La commission a supprimé les embryons chimériques animal-homme et homme-animal, et le Sénat l’a suivie sur ce point. La possibilité d’introduire des cellules pluripotentes dans l’animal a été rejetée.

Le Sénat a fait le choix d’autoriser, à titre dérogatoire, les recherches sur les embryons jusqu’à leur vingt et unième jour de développement in vitro. Il faut rappeler que les recherches se font sur des embryons non implantables, avec l’accord du couple. Cette recherche vise à étudier la gastrulation et, ainsi, à comprendre la différenciation des cellules à ce stade, ce qui est très important pour la recherche et les applications médicales.

Au-delà des problématiques liées à la recherche, le texte comporte également des dispositions qui touchent les Français dans leur quotidien. Je pense notamment aux dons d’organes, de cellules hématopoïétiques et de sang, qui sont facilités par l’article 5.
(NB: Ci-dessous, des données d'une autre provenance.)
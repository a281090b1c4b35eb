//! Fixed-capacity item pool
//!
//! Items live in an arena for their whole lifetime. Free items wait in a
//! FIFO queue so reuse is spread evenly across the pool.

use std::collections::VecDeque;

use glam::Vec3;

use super::item::{ItemId, PoolItem, Presentable};
use crate::error::SkipReason;

/// Cumulative spawn/recycle counters for one streamer
#[derive(Debug, Clone, Copy, Default, PartialEq, Eq)]
pub struct StreamStats {
    pub spawned: u64,
    pub recycled: u64,
    pub capacity_exhausted: u64,
    pub placement_failed: u64,
}

impl StreamStats {
    pub fn note_skip(&mut self, reason: SkipReason) {
        match reason {
            SkipReason::CapacityExhausted => self.capacity_exhausted += 1,
            SkipReason::PlacementFailed => self.placement_failed += 1,
        }
    }

    pub fn skipped(&self) -> u64 {
        self.capacity_exhausted + self.placement_failed
    }
}

/// Arena of items plus the queue of those currently free
#[derive(Debug, Clone)]
pub struct ItemPool<H> {
    items: Vec<PoolItem<H>>,
    free: VecDeque<ItemId>,
}

impl<H: Presentable> ItemPool<H> {
    /// Build `capacity` items, all free and parked
    pub fn new(capacity: usize, mut make: impl FnMut() -> H) -> Self {
        let items: Vec<_> = (0..capacity).map(|_| PoolItem::new(make())).collect();
        let free = (0..capacity as u32).map(ItemId).collect();
        Self { items, free }
    }

    pub fn capacity(&self) -> usize {
        self.items.len()
    }

    pub fn free_len(&self) -> usize {
        self.free.len()
    }

    pub fn active_len(&self) -> usize {
        self.items.len() - self.free.len()
    }

    /// Next item `spawn` would hand out, without taking it
    pub fn peek(&self) -> Option<ItemId> {
        self.free.front().copied()
    }

    /// Take the oldest free item and activate it at `position`
    pub fn spawn(&mut self, position: Vec3) -> Option<ItemId> {
        let id = self.free.pop_front()?;
        self.items[id.index()].activate(position);
        Some(id)
    }

    /// Hide an active item and queue it for reuse. Returns false if it was
    /// already free.
    pub fn release(&mut self, id: ItemId) -> bool {
        let item = &mut self.items[id.index()];
        if !item.is_active() {
            return false;
        }
        item.deactivate();
        self.free.push_back(id);
        true
    }

    pub fn get(&self, id: ItemId) -> &PoolItem<H> {
        &self.items[id.index()]
    }

    pub fn get_mut(&mut self, id: ItemId) -> &mut PoolItem<H> {
        &mut self.items[id.index()]
    }

    pub fn iter(&self) -> impl Iterator<Item = (ItemId, &PoolItem<H>)> {
        self.items
            .iter()
            .enumerate()
            .map(|(i, item)| (ItemId(i as u32), item))
    }

    /// Hide everything and hand the host handles back
    pub fn into_handles(self) -> Vec<H> {
        self.items.into_iter().map(PoolItem::into_handle).collect()
    }
}

#[cfg(test)]
mod tests {
    use super::*;
    use crate::sim::item::{MarkerPrefab, Prefab};

    fn pool(capacity: usize) -> ItemPool<crate::sim::Marker> {
        let prefab = MarkerPrefab::new("Tile", 10.0);
        ItemPool::new(capacity, || prefab.instantiate())
    }

    #[test]
    fn test_new_pool_all_free() {
        let pool = pool(4);
        assert_eq!(pool.capacity(), 4);
        assert_eq!(pool.free_len(), 4);
        assert_eq!(pool.active_len(), 0);
        assert!(pool.iter().all(|(_, item)| !item.is_active()));
    }

    #[test]
    fn test_spawn_is_fifo_over_releases() {
        let mut pool = pool(3);
        let a = pool.spawn(Vec3::ZERO).unwrap();
        let b = pool.spawn(Vec3::ZERO).unwrap();
        let c = pool.spawn(Vec3::ZERO).unwrap();
        assert!(pool.spawn(Vec3::ZERO).is_none());

        pool.release(b);
        pool.release(a);
        assert_eq!(pool.peek(), Some(b));
        assert_eq!(pool.spawn(Vec3::Z), Some(b));
        assert_eq!(pool.spawn(Vec3::Z), Some(a));
        assert!(pool.get(c).is_active());
    }

    #[test]
    fn test_release_is_idempotent() {
        let mut pool = pool(2);
        let a = pool.spawn(Vec3::ZERO).unwrap();
        assert!(pool.release(a));
        assert!(!pool.release(a));
        assert_eq!(pool.free_len(), 2);
        assert_eq!(pool.free_len() + pool.active_len(), pool.capacity());
    }

    #[test]
    fn test_identity_is_stable_across_cycles() {
        let mut pool = pool(1);
        let first = pool.spawn(Vec3::new(0.0, 0.0, 5.0)).unwrap();
        pool.get_mut(first).handle_mut().name = "tagged".into();
        pool.release(first);
        let second = pool.spawn(Vec3::new(0.0, 0.0, 9.0)).unwrap();
        assert_eq!(first, second);
        assert_eq!(pool.get(second).handle().name, "tagged");
        assert_eq!(pool.get(second).handle().position.z, 9.0);
    }

    #[test]
    fn test_into_handles_hides_all() {
        let mut pool = pool(3);
        pool.spawn(Vec3::ZERO);
        let handles = pool.into_handles();
        assert_eq!(handles.len(), 3);
        assert!(handles.iter().all(|h| !h.active));
    }
}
Notre assemblée a aussi confirmé la suppression du délai de réflexion du couple en cas d’interruption médicale de grossesse.

Si ce projet de loi n’a jamais comporté de disposition autorisant la GPA, le Sénat a fait le choix d’insérer un nouvel article afin d’interdire la transcription d’actes étrangers mentionnant un ou des parents d’intention dans les registres de l’état civil. J’ai voté cet amendement.

Ce projet de loi ne peut pas être résumé à ces mesures et bien d’autres sujets y ont été abordés. Nous avons vu au cours des débats que toutes ces questions dépassent les clivages politiques actuels : appliquer la loi de bioéthique tout en permettant des avancées sociétales et en matière de recherche médicale.

Chacun votera conformément à ses valeurs, à ses idées, mais aussi à ses croyances. À titre personnel, je suis globalement favorable aux évolutions apportées par ce projet de loi, même si je regrette certaines suppressions. J’ai bien conscience de ne pas représenter la diversité des opinions de mon groupe. Nous sommes Les Indépendants et, sur ce sujet encore plus que sur tout autre, chacun d’entre nous dispose d’une totale liberté de vote.